First, let’s talk about this ‘bone-eating’ business. Osedax, which means ‘bone-devourer’, is a fingertip long worm that is found on the skeletons of whales and other vertebrates that have given up life and sank to the bottom. It’s strange enough to image that a worm eats bones, but even stranger to consider that it has no mouth to do so. The worm relies instead on acid. When a worm settles on a bone it sets out ‘roots’, fingerlike projections that secure it to the bone (FYI: the ovaries are in the roots too – where else would you keep your ovaries other than next to the acid?). From these ‘roots’ an acid is released and the nutritious lipids are pried loose from the bone and absorbed by the worm.

Things get even stranger when we talk about sex of a bone-eating worm (I never thought I’d ever write such a sentence!). When a set of bones makes its way to the bottom of the ocean from say a whale or someone made to walk the plank and all the flesh is gone, the larvae of the bone-eating worm, which have been floating on the currents begin to settle. The larvae are undifferentiated in terms of sex – they are neither male nor female. If a larva lands on the bone itself, it becomes female. If it lands on another worm its male. But males never develop into adults and therefore remain very small (up to 1000x smaller than females). The dwarf males live within the female’s tube and use the rest of the energy reserves in their yolk sacs to produce nothing but sperm. Each female can have up to 100 males in her harem.

The large differences between male and female body size is found in other animals such as the blanket octopus, Tremoctopus violaceus, where females are 40,000 times bigger than males. The most famous example is the deep-sea anglerfish, Ceratias holboelli, where the tiny male bites the female and fuses his mouth to her body. His organs shut down and all he does is produce sperm. Here are some true facts about anglerfish by zefrank.

As I mentioned above, having small males that attach to the females is a sexual strategy when mates are scarce (another strategy is to collect sperm and store it for later). For bone-eating worms, however, it may also be an ecological strategy. In an environment of scarce resources (in this case skeletons), stopping males from reaching maturity prevents them from competing with females for food.

Osedax rubiplumus. Large worm is female with an itty-bitty male harem in her tube.

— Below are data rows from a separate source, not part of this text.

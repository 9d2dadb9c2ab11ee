#![allow(dead_code)]

use imdbench::{
    AppResult, Session,
    import::{self, ImportOutcome, InsertTemplate},
    schema,
    source::{CsvSource, FieldMap},
};

pub async fn memory_session() -> Session {
    let session = Session::open("sqlite::memory:").await.unwrap();
    schema::ensure_schema(&session).await.unwrap();
    session
}

pub async fn load_csv(session: &Session, template: &InsertTemplate, csv: &str) -> ImportOutcome {
    try_load_csv(session, template, csv).await.unwrap()
}

pub async fn try_load_csv(
    session: &Session,
    template: &InsertTemplate,
    csv: &str,
) -> AppResult<ImportOutcome> {
    let mut source = CsvSource::from_reader(template.table, csv.as_bytes(), b',');
    import::load_table(session, template, &mut source, &FieldMap::imdb()).await
}

/// A small catalogue exercising every query:
/// - Tom Hanks is credited on five movies: three in the 1990s, one in 2000 and
///   one without a year. He also directs and writes one of them.
/// - Zemeckis directs two Hanks movies, Spielberg one.
/// - Drama has ties at rank 1 and at rank 3, so it keeps four rows.
pub async fn seed_catalogue(session: &Session) {
    load_csv(
        session,
        &import::MOVIES,
        "mid,titleType,primaryTitle,originalTitle,isAdult,startYear,endYear,runtimeMinutes\n\
         tt1,movie,Forrest Gump,Forrest Gump,0,1994,,142\n\
         tt2,movie,Saving Private Ryan,Saving Private Ryan,0,1998,,169\n\
         tt3,movie,Cast Away,Cast Away,0,2000,,143\n\
         tt4,movie,That Thing You Do!,That Thing You Do!,0,1996,,108\n\
         tt5,movie,Untitled Hanks Project,,0,\\N,,\n\
         tt6,movie,Gladiator,Gladiator,0,2000,,155\n\
         tt7,movie,Heat,Heat,0,1995,,170\n",
    )
    .await;

    load_csv(
        session,
        &import::PERSONS,
        "nconst,primaryName,birthYear,deathYear\n\
         nm1,Tom Hanks,1956,\n\
         nm2,Steven Spielberg,1946,\n\
         nm3,Robert Zemeckis,1952,\n\
         nm4,Russell Crowe,1964,\n\
         nm5,Michael Mann,1943,\n",
    )
    .await;

    load_csv(
        session,
        &import::GENRES,
        "tconst,genre\n\
         tt1,Drama\ntt2,Drama\ntt3,Drama\ntt4,Drama\ntt2,War\ntt6,Action\ntt7,Action\ntt7,Drama\n",
    )
    .await;

    load_csv(
        session,
        &import::RATINGS,
        "tconst,averageRating,numVotes\n\
         tt1,8.8,2200000\n\
         tt2,8.6,1500000\n\
         tt3,8.6,650000\n\
         tt4,6.9,70000\n\
         tt6,8.5,1600000\n\
         tt7,8.8,700000\n",
    )
    .await;

    load_csv(
        session,
        &import::PRINCIPALS,
        "tconst,nconst,ordering,category,job\n\
         tt1,nm1,1,actor,\n\
         tt2,nm1,1,actor,\n\
         tt4,nm1,1,actor,\n\
         tt5,nm1,1,actor,\n\
         tt3,nm1,1,actor,\n\
         tt6,nm4,1,actor,\n\
         tt7,nm5,2,producer,producer\n",
    )
    .await;

    load_csv(
        session,
        &import::DIRECTORS,
        "tconst,nconst\ntt1,nm3\ntt3,nm3\ntt2,nm2\ntt4,nm1\ntt7,nm5\n",
    )
    .await;

    load_csv(session, &import::WRITERS, "tconst,nconst\ntt4,nm1\ntt7,nm5\ntt1,nm3\n").await;
}
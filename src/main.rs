use clap::{Parser, Subcommand};
use imdbench::{
    Session, benchmark,
    config::Config,
    import,
    queries::{self, QueryId},
    report, schema,
    source::FieldMap,
};

#[derive(Parser)]
#[command(name = "imdbench", version, about = "Load the IMDb subset and time its analytic queries")]
struct Cli {
    #[command(subcommand)]
    command: Command,
}

#[derive(Subcommand)]
enum Command {
    /// Create the nine tables if they do not exist yet.
    Schema,
    /// Import every export file from CSV_DIR.
    Import,
    /// Time the nine queries before and after creating the lookup indexes.
    Bench {
        /// Print the report as JSON.
        #[arg(long)]
        json: bool,
        /// Only time the store as it is, without creating or dropping indexes.
        #[arg(long)]
        no_index_only: bool,
    },
    /// Print the first rows of every query.
    Sample {
        #[arg(long, default_value_t = 10)]
        limit: usize,
    },
    /// Schema, import and benchmark in one go.
    Run,
}

#[tokio::main]
async fn main() -> anyhow::Result<()> {
    tracing_subscriber::fmt()
        .with_env_filter(
            std::env::var("RUST_LOG")
                .unwrap_or_else(|_| "info,imdbench=debug,sqlx=warn".to_string()),
        )
        .init();

    let cli = Cli::parse();
    let config = Config::from_env()?;

    let session = Session::open(&config.database_url).await?;

    match cli.command {
        Command::Schema => {
            schema::ensure_schema(&session).await?;
            let tables = schema::existing_tables(&session).await?;
            println!("tables: {}", tables.join(", "));
        },
        Command::Import => {
            schema::ensure_schema(&session).await?;
            run_import(&session, &config).await?;
        },
        Command::Bench { json, no_index_only } => {
            if no_index_only {
                let pass =
                    benchmark::run_unindexed(&session, &QueryId::ALL, &config.query_args).await?;
                print!("{}", report::single_pass_table(&pass));
            } else {
                run_bench(&session, &config, json).await?;
            }
        },
        Command::Sample { limit } => {
            for id in QueryId::ALL {
                println!("--- {id} {} ---", id.label());
                for row in queries::preview(&session, id, &config.query_args, limit).await? {
                    println!("{row}");
                }
            }
        },
        Command::Run => {
            schema::ensure_schema(&session).await?;
            run_import(&session, &config).await?;
            run_bench(&session, &config, false).await?;
        },
    }

    session.close().await?;
    Ok(())
}

async fn run_import(session: &Session, config: &Config) -> anyhow::Result<()> {
    tracing::info!(dir = %config.csv_dir.display(), "import start");
    let outcomes =
        import::import_dataset(session, &config.csv_dir, config.csv_delimiter, &FieldMap::imdb())
            .await?;
    print!("{}", report::import_summary(&outcomes));
    Ok(())
}

async fn run_bench(session: &Session, config: &Config, json: bool) -> anyhow::Result<()> {
    let result = benchmark::run_benchmark(session, &QueryId::ALL, &config.query_args).await?;
    if json {
        println!("{}", serde_json::to_string_pretty(&result)?);
    } else {
        print!("{}", report::benchmark_table(&result));
    }
    Ok(())
}
use sea_orm::entity::prelude::*;

/// A credited contribution of a person to a movie.
#[derive(Clone, Debug, PartialEq, Eq, DeriveEntityModel)]
#[sea_orm(table_name = "principals")]
pub struct Model {
    #[sea_orm(primary_key, auto_increment = false)]
    pub mid: String,
    #[sea_orm(primary_key, auto_increment = false)]
    pub pid: String,
    pub ordering: Option<i32>,
    pub category: Option<String>,
    pub job: Option<String>,
}

#[derive(Copy, Clone, Debug, EnumIter, DeriveRelation)]
pub enum Relation {
    #[sea_orm(
        belongs_to = "super::movie::Entity",
        from = "Column::Mid",
        to = "super::movie::Column::Mid"
    )]
    Movie,
    #[sea_orm(
        belongs_to = "super::person::Entity",
        from = "Column::Pid",
        to = "super::person::Column::Pid"
    )]
    Person,
}

impl Related<super::movie::Entity> for Entity {
    fn to() -> RelationDef {
        Relation::Movie.def()
    }
}

impl Related<super::person::Entity> for Entity {
    fn to() -> RelationDef {
        Relation::Person.def()
    }
}

impl ActiveModelBehavior for ActiveModel {}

We have to pause to admit that this a strange worm. One that has no mouth but eats bones using acid released from its ‘roots’ and where females collect a harem of immature males that do nothing but release sperm. All at the bottom of the ocean.

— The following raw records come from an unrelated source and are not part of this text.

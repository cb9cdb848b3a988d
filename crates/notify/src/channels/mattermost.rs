//! Mattermost integration.
//!
//! - [`MattermostChannel`] posts on-call messages to an incoming webhook,
//!   either as plain markdown or as a card with one field per schedule.
//! - [`MattermostClient`] talks to the REST API v4 with a personal access or
//!   bot token: user lookup by email, incoming hook lookup and channel
//!   membership.

use std::fmt::Write;
use std::time::Duration;

use async_trait::async_trait;
use config::MessageStyle;
use reqwest::header::{HeaderMap, HeaderValue, AUTHORIZATION};
use reqwest::{StatusCode, Url};
use serde::{Deserialize, Serialize};
use tracing::{debug, warn};

use super::{ChannelMembership, ChatUser, NotifyChannel, UserDirectory};
use crate::error::ChannelError;
use crate::message::OnCallMessage;

/// Request timeout for every Mattermost call.
const REQUEST_TIMEOUT: Duration = Duration::from_secs(30);

const SERVICE: &str = "Mattermost";

/// Incoming webhook notification channel.
pub struct MattermostChannel {
    webhook_url: String,
    client: reqwest::Client,
    style: MessageStyle,
    username: Option<String>,
    icon_url: Option<String>,
    color: String,
}

impl MattermostChannel {
    /// Create a channel posting to `webhook_url`.
    ///
    /// # Errors
    /// Returns error if the HTTP client cannot be built.
    pub fn new(webhook_url: impl Into<String>, style: MessageStyle) -> Result<Self, ChannelError> {
        let client = reqwest::Client::builder()
            .timeout(REQUEST_TIMEOUT)
            .build()?;

        Ok(Self {
            webhook_url: webhook_url.into(),
            client,
            style,
            username: None,
            icon_url: None,
            color: config::DEFAULT_COLOR.to_string(),
        })
    }

    /// Post as `username` instead of the webhook's default.
    #[must_use]
    pub fn with_username(mut self, username: Option<String>) -> Self {
        self.username = username;
        self
    }

    /// Post with `icon_url` as avatar.
    #[must_use]
    pub fn with_icon_url(mut self, icon_url: Option<String>) -> Self {
        self.icon_url = icon_url;
        self
    }

    /// Attachment color for card messages.
    #[must_use]
    pub fn with_color(mut self, color: impl Into<String>) -> Self {
        self.color = color.into();
        self
    }

    /// Format a message as a webhook payload.
    #[must_use]
    pub fn render(&self, message: &OnCallMessage) -> WebhookPayload {
        let headline = message.headline();

        let (text, attachments) = match self.style {
            MessageStyle::Text => {
                let mut text = headline;
                for entry in &message.entries {
                    let _ = write!(text, "\n**{}**: {}", entry.schedule, entry.value());
                }
                (text, vec![])
            }
            MessageStyle::Card => {
                let fields = message
                    .entries
                    .iter()
                    .map(|entry| AttachmentField {
                        title: entry.schedule.clone(),
                        value: entry.value(),
                        short: true,
                    })
                    .collect();

                let attachment = Attachment {
                    fallback: message.title.clone(),
                    color: self.color.clone(),
                    fields,
                };
                (headline, vec![attachment])
            }
        };

        WebhookPayload {
            username: self.username.clone(),
            icon_url: self.icon_url.clone(),
            text,
            attachments,
        }
    }
}

#[async_trait]
impl NotifyChannel for MattermostChannel {
    fn name(&self) -> &'static str {
        "mattermost"
    }

    async fn send(&self, message: &OnCallMessage) -> Result<(), ChannelError> {
        let payload = self.render(message);

        debug!(
            channel = "mattermost",
            title = %message.title,
            entries = message.entries.len(),
            "Sending notification"
        );

        let response = self
            .client
            .post(&self.webhook_url)
            .json(&payload)
            .send()
            .await?;

        if response.status().is_success() {
            debug!(channel = "mattermost", "Notification sent successfully");
            Ok(())
        } else {
            let status = response.status();
            let body = response.text().await.unwrap_or_default();

            warn!(
                channel = "mattermost",
                status = %status,
                body = %body,
                "Mattermost webhook request failed"
            );

            Err(ChannelError::Api {
                service: SERVICE,
                status,
                body,
            })
        }
    }
}

/// Mattermost REST API v4 client.
#[derive(Debug, Clone)]
pub struct MattermostClient {
    site_url: Url,
    client: reqwest::Client,
}

impl MattermostClient {
    /// Create a client for the server at `site_url` authenticating with `token`.
    ///
    /// # Errors
    /// Returns error if the URL or token is malformed, or the HTTP client
    /// fails to build.
    pub fn new(site_url: &str, token: &str) -> Result<Self, ChannelError> {
        let site_url = Url::parse(site_url).map_err(|e| {
            ChannelError::Other(format!("invalid Mattermost site URL {site_url}: {e}"))
        })?;

        let mut headers = HeaderMap::new();
        headers.insert(
            AUTHORIZATION,
            HeaderValue::from_str(&format!("Bearer {token}"))
                .map_err(|_| ChannelError::Other("invalid Mattermost token".to_string()))?,
        );

        let client = reqwest::Client::builder()
            .default_headers(headers)
            .timeout(REQUEST_TIMEOUT)
            .build()?;

        debug!(site_url = %site_url, "Mattermost client initialized");

        Ok(Self { site_url, client })
    }

    /// Absolute URL of an API path such as `users/email/x`.
    fn api_url(&self, path: &str) -> String {
        format!(
            "{}/api/v4/{path}",
            self.site_url.as_str().trim_end_matches('/')
        )
    }

    async fn error_for(response: reqwest::Response) -> ChannelError {
        let status = response.status();
        let body = response.text().await.unwrap_or_default();
        ChannelError::Api {
            service: SERVICE,
            status,
            body,
        }
    }
}

#[async_trait]
impl UserDirectory for MattermostClient {
    async fn user_by_email(&self, email: &str) -> Result<ChatUser, ChannelError> {
        let url = self.api_url(&format!("users/email/{}", urlencoding::encode(email)));
        let response = self.client.get(url).send().await?;

        match response.status() {
            status if status.is_success() => Ok(response.json::<ChatUser>().await?),
            StatusCode::NOT_FOUND => Err(ChannelError::UserNotFound(email.to_string())),
            _ => Err(Self::error_for(response).await),
        }
    }
}

#[async_trait]
impl ChannelMembership for MattermostClient {
    async fn channel_for_webhook(&self, webhook_url: &str) -> Result<String, ChannelError> {
        let hook_id = hook_id_from_webhook(webhook_url)?;
        let url = self.api_url(&format!("hooks/incoming/{}", urlencoding::encode(&hook_id)));
        let response = self.client.get(url).send().await?;

        if !response.status().is_success() {
            return Err(Self::error_for(response).await);
        }

        let hook: IncomingHook = response.json().await?;
        debug!(hook_id = %hook_id, channel_id = %hook.channel_id, "Resolved webhook channel");
        Ok(hook.channel_id)
    }

    async fn add_member(&self, channel_id: &str, user_id: &str) -> Result<(), ChannelError> {
        let url = self.api_url(&format!("channels/{}/members", urlencoding::encode(channel_id)));
        let response = self
            .client
            .post(url)
            .json(&AddMember { user_id })
            .send()
            .await?;

        if response.status().is_success() {
            debug!(channel_id, user_id, "Added channel member");
            Ok(())
        } else {
            Err(Self::error_for(response).await)
        }
    }
}

/// Id of an incoming webhook URL of the form `<site>/hooks/<id>`.
///
/// # Errors
/// Returns [`ChannelError::InvalidWebhook`] for anything else.
pub fn hook_id_from_webhook(webhook_url: &str) -> Result<String, ChannelError> {
    let invalid = || ChannelError::InvalidWebhook(webhook_url.to_string());
    let url = Url::parse(webhook_url).map_err(|_| invalid())?;
    let mut segments: Vec<&str> = url
        .path_segments()
        .ok_or_else(invalid)?
        .filter(|s| !s.is_empty())
        .collect();

    let id = segments.pop().ok_or_else(invalid)?;
    if segments.last() == Some(&"hooks") {
        Ok(id.to_string())
    } else {
        Err(invalid())
    }
}

// =============================================================================
// Mattermost API types
// =============================================================================

/// Body posted to an incoming webhook.
#[derive(Debug, Clone, PartialEq, Eq, Serialize)]
pub struct WebhookPayload {
    #[serde(skip_serializing_if = "Option::is_none")]
    pub username: Option<String>,
    #[serde(skip_serializing_if = "Option::is_none")]
    pub icon_url: Option<String>,
    pub text: String,
    #[serde(skip_serializing_if = "Vec::is_empty")]
    pub attachments: Vec<Attachment>,
}

#[derive(Debug, Clone, PartialEq, Eq, Serialize)]
pub struct Attachment {
    pub fallback: String,
    pub color: String,
    pub fields: Vec<AttachmentField>,
}

#[derive(Debug, Clone, PartialEq, Eq, Serialize)]
pub struct AttachmentField {
    pub title: String,
    pub value: String,
    pub short: bool,
}

#[derive(Debug, Deserialize)]
struct IncomingHook {
    channel_id: String,
}

#[derive(Debug, Serialize)]
struct AddMember<'a> {
    user_id: &'a str,
}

Now let’s add one more twist.

The strategy of having tiny males and big females is a recent evolutionary trend for the bone worm; their ancestors had males and females of similar sizes. A new study led by Greg Rouse from the Scripps Institute of Oceanography, however, suggests that the trend is reversing back to its ancestral ways. Evolutionary reversals are very rare in the animal kingdom. A new species of bone-eating worm, Osedax priapus, has been found to have independent and fully developed males of the same size as females. The males of this species compete for the same resource as females and now have the advantage of mating with multiple females. The reason for the shift back to ancient sex? More bones scattered on the seafloor and therefore less competition for habitat. Again, ecology is driving evolution at the bottom of the ocean. We don’t yet have a clear hypothesis why there are more bones in Davy Jones’ Locker.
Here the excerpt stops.